Other than being aware of Jupyter, I don't recall doing any programming in notebooks until about 2016 when I used Gorilla to visualize the effects of some signal processing. It worked well for that project, but creating new visualizations was somewhat obscure, as the front-end was implemented (if I recall) in Knockout.js, which wasn't familiar to me. It also didn't seem to be actively developed at that point, so I moved on.

For fun I built a basic notebook system inspired by Observable but based on Clojure, which taught me a lot about CodeMirror and self-hosted ClojureScript. Ultimately the complexity of managing asynchrony and attempted over-generalization proved to be a distraction, as anytime I went to use it for some analysis I ended up trying to fix bugs or add features to the platform.

The next venture avoided as much distraction as possible by aiming for much greater simplicity. I recycled a lot of CodeMirror code but avoided self-hosted ClojureScript and just evaluated synchronous Clojure forms on the server. Individual notebooks were saved as separate EDN files, which overall worked well but did occasionally require some bulk updates when the data format changed.
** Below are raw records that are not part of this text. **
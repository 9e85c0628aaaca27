//! Admin API client.
//!
//! Thin request layer over an [`HttpBackend`]. Each operation sends exactly
//! one request; decoding into domain types happens here so the port layer
//! only maps errors.

mod commands;
mod servers;

use mcphub_core::ApiResult;
use mcphub_core::contracts::MessageBody;
use reqwest::Method;
use serde::de::DeserializeOwned;
use serde_json::Value;
use url::Url;

use crate::config::AdminClientConfig;
use crate::error::ClientResult;
use crate::http::{HttpBackend, ReqwestBackend};
use crate::port::map_error;
use crate::url::build_url;

// ============================================================================
// Type Aliases
// ============================================================================

/// Default admin client using the reqwest HTTP backend.
pub type DefaultAdminClient = AdminClient<ReqwestBackend>;

// ============================================================================
// Client
// ============================================================================

/// Client for the mcphub admin API.
///
/// Generic over the HTTP backend so tests can inject a fake. External code
/// should build a `DefaultAdminClient` and use it through `AdminApiPort`.
pub struct AdminClient<B: HttpBackend> {
    pub(crate) backend: B,
    pub(crate) base_url: Url,
}

impl DefaultAdminClient {
    /// Create a new client with the given configuration.
    ///
    /// Fails when the base URL does not parse or the HTTP client cannot be
    /// built.
    pub fn new(config: &AdminClientConfig) -> ApiResult<Self> {
        let base_url = Url::parse(&config.base_url).map_err(|e| map_error(e.into()))?;
        let backend = ReqwestBackend::new(config).map_err(map_error)?;
        tracing::debug!(%base_url, "Admin API client created");
        Ok(Self { backend, base_url })
    }
}

impl<B: HttpBackend> AdminClient<B> {
    /// Create a new client with a custom backend.
    #[cfg(test)]
    pub(crate) const fn with_backend(base_url: Url, backend: B) -> Self {
        Self { backend, base_url }
    }

    pub(crate) async fn get<T: DeserializeOwned>(&self, path: &str) -> ClientResult<T> {
        let url = build_url(&self.base_url, path);
        let value = self.backend.send_json(Method::GET, &url, None).await?;
        Ok(serde_json::from_value(value)?)
    }

    /// Send a mutation; the 2xx body is returned undecoded.
    pub(crate) async fn send(
        &self,
        method: Method,
        path: &str,
        body: Option<&Value>,
    ) -> ClientResult<Value> {
        let url = build_url(&self.base_url, path);
        self.backend.send_json(method, &url, body).await
    }

    /// Send a mutation and return its `message`, or an empty string.
    pub(crate) async fn send_for_message(&self, method: Method, path: &str) -> ClientResult<String> {
        let value = self.send(method, path, None).await?;
        let body: MessageBody = serde_json::from_value(value).unwrap_or_default();
        Ok(body.message.unwrap_or_default())
    }
}
//! `mcphub reload-config` handler.

use anyhow::Result;

use crate::bootstrap::CliContext;
use crate::error::CliError;

/// Ask the backend to re-read its configuration file.
pub async fn execute(ctx: &CliContext) -> Result<()> {
    let message = ctx.api().reload_config().await.map_err(CliError::from)?;
    if message.is_empty() {
        println!("Configuration reloaded");
    } else {
        println!("{message}");
    }
    Ok(())
}
//! In-process view implementations.

use std::sync::Mutex;

use mcphub_core::{ConsoleEvent, ConsoleView, ListRegion};

/// A view that records every event it receives.
///
/// Used by tests to assert on rendering order, and by one-shot hosts (such
/// as `mcphub render`) that only need the final markup of a region.
#[derive(Debug, Default)]
pub struct RecordingView {
    events: Mutex<Vec<ConsoleEvent>>,
}

impl RecordingView {
    pub fn new() -> Self {
        Self::default()
    }

    /// Snapshot of all events so far.
    pub fn events(&self) -> Vec<ConsoleEvent> {
        self.lock().clone()
    }

    /// Every markup rendered into `region`, oldest first.
    pub fn markups(&self, region: ListRegion) -> Vec<String> {
        self.lock()
            .iter()
            .filter_map(|event| match event {
                ConsoleEvent::ListRendered { region: r, markup } if *r == region => {
                    Some(markup.clone())
                }
                _ => None,
            })
            .collect()
    }

    /// Current content of `region`.
    pub fn last_markup(&self, region: ListRegion) -> Option<String> {
        self.markups(region).pop()
    }

    /// Notice messages, oldest first.
    pub fn notices(&self) -> Vec<String> {
        self.lock()
            .iter()
            .filter_map(|event| match event {
                ConsoleEvent::Notice { message } => Some(message.clone()),
                _ => None,
            })
            .collect()
    }

    pub fn clear(&self) {
        self.lock().clear();
    }

    fn lock(&self) -> std::sync::MutexGuard<'_, Vec<ConsoleEvent>> {
        self.events
            .lock()
            .unwrap_or_else(std::sync::PoisonError::into_inner)
    }
}

impl ConsoleView for RecordingView {
    fn emit(&self, event: ConsoleEvent) {
        self.lock().push(event);
    }
}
Because the notebook system was tightly coupled to a particular domain, it's remained closed source, but implementing it taught a lot of valuable lessons for a later iteration.

At some point I tried a divergent approach that focused less on evaluatable cells of code and more on documents as a whole. It provided a Clojure editor side-by-side with the rendered HTML content. It was the simplest system I built, but too confusing, as it was often difficult to identify which code produced which content. A side-by-side split was also limiting, as there was too little horizontal space for both Clojure code and most data visualizations.

Abstracting the closed source domain-specific system produced Margins. It returned to evaluating cells with self-hosted ClojureScript, but with a clearer implementation than my earlier attempt. The visual design was also cleaner, borrowing from Observable. Observable also inspired the addition of a #‘ dispatch macro for string interpolation, which I wrote about last week. Instead of saving notebooks as individual files, all cells and notebook metadata were persisted in a single datahike DB.

Even with CodeMirror's Vim mode, however, editing in the browser always felt a little unnatural due to the loss of language plugins and how top-level forms are broken into cells. When Clerk debuted, its approach of serving as renderer only and not renderer plus editor made perfect sense to me. I dabbled briefly with Clerk and NextJournal, but most of my play is exploration and documentation rather than data science or deep analysis, so I knew I'd want a system over which I had complete control. The result is this blog.

Given past experience, implementing a Clojure-driven blog wasn't particularly difficult, though naturally it helped to omit an in-browser editor and self-hosted ClojureScript. Form evaluation isn't as sophisticated as Clerk's, which analyzes code changes and only re-evaluates downstream dependencies, but most of the entries in this blog are small and quick to run from scratch. Only occasional tinkering with the platform has been necessary, allowing me to focus more on the content and playing with ideas.